The EIA will now attempt to obtain potentially useful data in a way that does not trample on people’s constitutional rights. The court will publish a notice in the Federal Register about the proposal and destroy any information already collected, according to court documents.
Notably, the initial inquiry request also included questions about how the government would protect potentially sensitive company information or if it were made public, which is standard practice for this type of data collection. There was a complete lack of information about whether it would be anonymized, said Bratcher, who worked for the DOE. .
What’s more, as Riot and the other plaintiffs argued in their lawsuit, crypto miners “suffer immediate and irreparable harm by being forced to divulge confidential, confidential, and proprietary information to EIA.” “I will accept it.” The investigation showed that criminal penalties could be imposed if miners did not comply.

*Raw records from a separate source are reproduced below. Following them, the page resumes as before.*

//! Overflow-safe audit line rendering.
//!
//! Every audit template goes through the same measure-or-grow contract:
//! size a buffer from the template plus every interpolated field, render,
//! and if the rendered line needed more space than estimated, re-render
//! exactly once into a buffer of the reported size. Lines are never
//! truncated and the retry is never surfaced to the caller.

use std::fmt;

/// Join host identifiers with ", " in dispatch order.
///
/// The order is the dispatch order, never sorted.
pub fn join_hosts<S: AsRef<str>>(hosts: &[S]) -> String {
    let len: usize = hosts.iter().map(|h| h.as_ref().len()).sum::<usize>()
        + 2 * hosts.len().saturating_sub(1);
    let mut joined = String::with_capacity(len);
    for (i, host) in hosts.iter().enumerate() {
        if i > 0 {
            joined.push_str(", ");
        }
        joined.push_str(host.as_ref());
    }
    joined
}

/// Render one line into a buffer sized by `estimate`.
///
/// If rendering produced more bytes than the estimate, the line is
/// re-rendered once into a buffer of the exact reported size, so the
/// forwarded line is complete regardless of how far off the estimate was.
pub fn render_line<F>(estimate: usize, write: F) -> String
where
    F: Fn(&mut String) -> fmt::Result,
{
    let mut line = String::with_capacity(estimate);
    // Writing to a String is infallible for the field types used here.
    let _ = write(&mut line);
    if line.len() > estimate {
        let needed = line.len();
        let mut retry = String::with_capacity(needed);
        let _ = write(&mut retry);
        return retry;
    }
    line
}

#[cfg(test)]
mod tests {
    use super::*;
    use std::fmt::Write as _;

    #[test]
    fn test_join_hosts_preserves_dispatch_order() {
        let hosts = ["zulu", "alpha", "mike"];
        assert_eq!(join_hosts(&hosts), "zulu, alpha, mike");
    }

    #[test]
    fn test_join_single_host_has_no_separator() {
        assert_eq!(join_hosts(&["h1"]), "h1");
    }

    #[test]
    fn test_join_empty_host_set() {
        let hosts: [&str; 0] = [];
        assert_eq!(join_hosts(&hosts), "");
    }

    #[test]
    fn test_render_line_with_generous_estimate() {
        let line = render_line(128, |out| write!(out, "status {}", 42));
        assert_eq!(line, "status 42");
    }

    #[test]
    fn test_render_line_grows_past_undersized_estimate() {
        // A zero estimate forces the grow path; the line must still be whole.
        let hosts = join_hosts(&(0..200).map(|i| format!("host{i:03}")).collect::<Vec<_>>());
        let line = render_line(0, |out| write!(out, "on hosts \"{}\"", hosts));
        assert!(line.ends_with("host199\""));
        assert!(line.contains("host000, host001"));
        assert_eq!(line.matches("host").count(), 200);
    }
}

Bratcher said the intelligence gathering could ultimately shed light on a sector that is becoming increasingly important. But he wants the EIA to work with industry to design more accurate and useful studies. For example, we need to understand not only how much energy miners are drawing from which suppliers, but also how their flexible electricity consumption can benefit the grid and encourage greener sources of energy production. You should also ask.
In Texas, miners are working directly with the state’s power grid operator to provide power during periods of stress on the network, such as during the 2021 winter storm that left millions without access to power. is blocking. This makes it ironic that part of the justification for the EIA emergency order was to assess how mining could lead to ‘public harm’.
The EIA will now begin a 60-day public comment period from the publication date of the new Federal Register notice.
While the investigation is likely to come back in some form, this moment is a real victory for an industry that appears to be in the crosshairs of U.S. officials. Figures like Securities and Exchange Commission Chairman Gary Gensler, Treasury Secretary Janet Yellen, and Sen. Elizabeth Warren not only consistently equate cryptocurrencies with fraud, they also arguably take them off the map. We are actively working to eliminate it.
It’s worth noting that Warren has called for a crackdown on the mining sector, and states including New York have passed moratoriums aimed at slowing mining development. In some cases, when cryptocurrencies fight back, as in the case of Ripple vs. SEC, there can be a fair hearing in court and the cryptocurrencies can emerge victorious.